Records for the task Start Marker

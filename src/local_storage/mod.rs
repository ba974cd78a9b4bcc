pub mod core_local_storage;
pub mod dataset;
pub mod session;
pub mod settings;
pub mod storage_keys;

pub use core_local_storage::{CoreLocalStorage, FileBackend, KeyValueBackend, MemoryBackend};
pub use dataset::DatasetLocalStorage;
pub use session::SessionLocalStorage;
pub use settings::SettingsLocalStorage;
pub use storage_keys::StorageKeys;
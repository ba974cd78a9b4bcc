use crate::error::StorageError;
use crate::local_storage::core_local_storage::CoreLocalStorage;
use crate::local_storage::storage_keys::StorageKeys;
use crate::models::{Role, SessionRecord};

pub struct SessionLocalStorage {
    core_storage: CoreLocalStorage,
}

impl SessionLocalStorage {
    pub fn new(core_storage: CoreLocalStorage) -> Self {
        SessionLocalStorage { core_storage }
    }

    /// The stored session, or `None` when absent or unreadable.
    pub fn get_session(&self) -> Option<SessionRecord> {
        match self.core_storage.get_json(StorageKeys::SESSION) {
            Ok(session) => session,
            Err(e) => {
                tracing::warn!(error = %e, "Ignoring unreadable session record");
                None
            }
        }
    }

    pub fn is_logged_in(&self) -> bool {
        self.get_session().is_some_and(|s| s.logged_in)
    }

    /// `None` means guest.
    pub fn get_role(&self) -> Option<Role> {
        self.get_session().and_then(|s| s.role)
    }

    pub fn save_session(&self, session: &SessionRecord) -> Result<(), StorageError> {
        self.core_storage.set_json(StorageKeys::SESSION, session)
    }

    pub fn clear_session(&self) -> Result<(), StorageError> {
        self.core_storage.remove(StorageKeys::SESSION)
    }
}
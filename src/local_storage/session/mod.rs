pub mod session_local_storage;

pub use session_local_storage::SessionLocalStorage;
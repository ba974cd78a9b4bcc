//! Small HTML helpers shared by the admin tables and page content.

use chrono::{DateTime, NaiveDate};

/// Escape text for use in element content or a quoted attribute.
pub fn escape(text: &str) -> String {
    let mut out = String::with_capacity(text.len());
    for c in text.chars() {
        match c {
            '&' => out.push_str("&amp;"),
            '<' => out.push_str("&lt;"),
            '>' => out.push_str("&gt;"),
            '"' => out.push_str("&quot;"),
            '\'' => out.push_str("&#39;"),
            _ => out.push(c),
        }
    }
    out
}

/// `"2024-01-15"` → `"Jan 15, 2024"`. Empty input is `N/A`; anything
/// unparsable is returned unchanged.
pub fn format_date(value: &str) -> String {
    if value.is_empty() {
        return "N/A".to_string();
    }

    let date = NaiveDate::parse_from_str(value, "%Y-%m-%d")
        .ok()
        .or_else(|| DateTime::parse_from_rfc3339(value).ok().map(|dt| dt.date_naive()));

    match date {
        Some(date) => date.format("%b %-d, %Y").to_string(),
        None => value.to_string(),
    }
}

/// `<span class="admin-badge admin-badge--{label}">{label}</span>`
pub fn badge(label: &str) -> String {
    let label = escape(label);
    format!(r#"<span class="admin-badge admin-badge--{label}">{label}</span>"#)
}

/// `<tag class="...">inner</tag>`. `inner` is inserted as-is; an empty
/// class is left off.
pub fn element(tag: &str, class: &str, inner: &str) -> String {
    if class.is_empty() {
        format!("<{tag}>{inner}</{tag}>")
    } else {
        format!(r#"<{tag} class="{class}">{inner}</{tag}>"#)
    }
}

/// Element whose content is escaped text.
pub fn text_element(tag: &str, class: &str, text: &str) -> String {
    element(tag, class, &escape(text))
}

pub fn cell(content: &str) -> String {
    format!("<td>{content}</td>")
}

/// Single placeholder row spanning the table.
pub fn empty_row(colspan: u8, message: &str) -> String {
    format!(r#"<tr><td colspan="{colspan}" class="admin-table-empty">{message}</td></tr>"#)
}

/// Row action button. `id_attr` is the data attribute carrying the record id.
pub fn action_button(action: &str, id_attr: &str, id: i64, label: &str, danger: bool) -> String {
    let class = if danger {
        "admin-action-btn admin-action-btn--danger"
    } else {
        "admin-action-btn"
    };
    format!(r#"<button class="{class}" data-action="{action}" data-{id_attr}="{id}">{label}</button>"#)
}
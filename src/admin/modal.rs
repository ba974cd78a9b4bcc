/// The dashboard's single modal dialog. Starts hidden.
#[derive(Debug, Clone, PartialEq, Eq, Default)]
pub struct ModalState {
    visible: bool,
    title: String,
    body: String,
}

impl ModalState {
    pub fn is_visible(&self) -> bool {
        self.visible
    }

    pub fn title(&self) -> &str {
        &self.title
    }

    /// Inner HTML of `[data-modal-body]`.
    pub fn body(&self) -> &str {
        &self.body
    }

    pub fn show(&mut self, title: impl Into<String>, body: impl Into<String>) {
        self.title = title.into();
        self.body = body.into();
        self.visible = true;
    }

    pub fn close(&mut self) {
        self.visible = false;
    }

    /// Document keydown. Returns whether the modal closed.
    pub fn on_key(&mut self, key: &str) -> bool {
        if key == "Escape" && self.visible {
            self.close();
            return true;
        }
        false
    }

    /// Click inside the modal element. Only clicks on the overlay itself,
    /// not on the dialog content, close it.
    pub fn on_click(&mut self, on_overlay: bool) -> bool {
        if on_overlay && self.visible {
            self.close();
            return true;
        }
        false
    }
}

Records for the task End Marker

_Problem statement_
Repeat the data word for word, leaving out no line.

_Result of the exercise_
filename src/local_storage/mod.rs
repository ba974cd78a9b4bcc
pub mod core_local_storage;
pub mod dataset;
pub mod session;
pub mod settings;
pub mod storage_keys;

pub use core_local_storage::{CoreLocalStorage, FileBackend, KeyValueBackend, MemoryBackend};
pub use dataset::DatasetLocalStorage;
pub use session::SessionLocalStorage;
pub use settings::SettingsLocalStorage;
pub use storage_keys::StorageKeys;
repository ba974cd78a9b4bcc
use crate::error::StorageError;
use crate::local_storage::core_local_storage::CoreLocalStorage;
use crate::local_storage::storage_keys::StorageKeys;
use crate::models::{Role, SessionRecord};

pub struct SessionLocalStorage {
    core_storage: CoreLocalStorage,
}

impl SessionLocalStorage {
    pub fn new(core_storage: CoreLocalStorage) -> Self {
        SessionLocalStorage { core_storage }
    }

    /// The stored session, or `None` when absent or unreadable.
    pub fn get_session(&self) -> Option<SessionRecord> {
        match self.core_storage.get_json(StorageKeys::SESSION) {
            Ok(session) => session,
            Err(e) => {
                tracing::warn!(error = %e, "Ignoring unreadable session record");
                None
            }
        }
    }

    pub fn is_logged_in(&self) -> bool {
        self.get_session().is_some_and(|s| s.logged_in)
    }

    /// `None` means guest.
    pub fn get_role(&self) -> Option<Role> {
        self.get_session().and_then(|s| s.role)
    }

    pub fn save_session(&self, session: &SessionRecord) -> Result<(), StorageError> {
        self.core_storage.set_json(StorageKeys::SESSION, session)
    }

    pub fn clear_session(&self) -> Result<(), StorageError> {
        self.core_storage.remove(StorageKeys::SESSION)
    }
}
filename src/local_storage/session/mod.rs
pub mod session_local_storage;

pub use session_local_storage::SessionLocalStorage;
repository ba974cd78a9b4bcc
//! Small HTML helpers shared by the admin tables and page content.

use chrono::{DateTime, NaiveDate};

/// Escape text for use in element content or a quoted attribute.
pub fn escape(text: &str) -> String {
    let mut out = String::with_capacity(text.len());
    for c in text.chars() {
        match c {
            '&' => out.push_str("&amp;"),
            '<' => out.push_str("&lt;"),
            '>' => out.push_str("&gt;"),
            '"' => out.push_str("&quot;"),
            '\'' => out.push_str("&#39;"),
            _ => out.push(c),
        }
    }
    out
}

/// `"2024-01-15"` → `"Jan 15, 2024"`. Empty input is `N/A`; anything
/// unparsable is returned unchanged.
pub fn format_date(value: &str) -> String {
    if value.is_empty() {
        return "N/A".to_string();
    }

    let date = NaiveDate::parse_from_str(value, "%Y-%m-%d")
        .ok()
        .or_else(|| DateTime::parse_from_rfc3339(value).ok().map(|dt| dt.date_naive()));

    match date {
        Some(date) => date.format("%b %-d, %Y").to_string(),
        None => value.to_string(),
    }
}

/// `<span class="admin-badge admin-badge--{label}">{label}</span>`
pub fn badge(label: &str) -> String {
    let label = escape(label);
    format!(r#"<span class="admin-badge admin-badge--{label}">{label}</span>"#)
}

/// `<tag class="...">inner</tag>`. `inner` is inserted as-is; an empty
/// class is left off.
pub fn element(tag: &str, class: &str, inner: &str) -> String {
    if class.is_empty() {
        format!("<{tag}>{inner}</{tag}>")
    } else {
        format!(r#"<{tag} class="{class}">{inner}</{tag}>"#)
    }
}

/// Element whose content is escaped text.
pub fn text_element(tag: &str, class: &str, text: &str) -> String {
    element(tag, class, &escape(text))
}

pub fn cell(content: &str) -> String {
    format!("<td>{content}</td>")
}

/// Single placeholder row spanning the table.
pub fn empty_row(colspan: u8, message: &str) -> String {
    format!(r#"<tr><td colspan="{colspan}" class="admin-table-empty">{message}</td></tr>"#)
}

/// Row action button. `id_attr` is the data attribute carrying the record id.
pub fn action_button(action: &str, id_attr: &str, id: i64, label: &str, danger: bool) -> String {
    let class = if danger {
        "admin-action-btn admin-action-btn--danger"
    } else {
        "admin-action-btn"
    };
    format!(r#"<button class="{class}" data-action="{action}" data-{id_attr}="{id}">{label}</button>"#)
}
filename src/admin/modal.rs
repository ba974cd78a9b4bcc
/// The dashboard's single modal dialog. Starts hidden.
#[derive(Debug, Clone, PartialEq, Eq, Default)]
pub struct ModalState {
    visible: bool,
    title: String,
    body: String,
}

impl ModalState {
    pub fn is_visible(&self) -> bool {
        self.visible
    }

    pub fn title(&self) -> &str {
        &self.title
    }

    /// Inner HTML of `[data-modal-body]`.
    pub fn body(&self) -> &str {
        &self.body
    }

    pub fn show(&mut self, title: impl Into<String>, body: impl Into<String>) {
        self.title = title.into();
        self.body = body.into();
        self.visible = true;
    }

    pub fn close(&mut self) {
        self.visible = false;
    }

    /// Document keydown. Returns whether the modal closed.
    pub fn on_key(&mut self, key: &str) -> bool {
        if key == "Escape" && self.visible {
            self.close();
            return true;
        }
        false
    }

    /// Click inside the modal element. Only clicks on the overlay itself,
    /// not on the dialog content, close it.
    pub fn on_click(&mut self, on_overlay: bool) -> bool {
        if on_overlay && self.visible {
            self.close();
            return true;
        }
        false
    }
}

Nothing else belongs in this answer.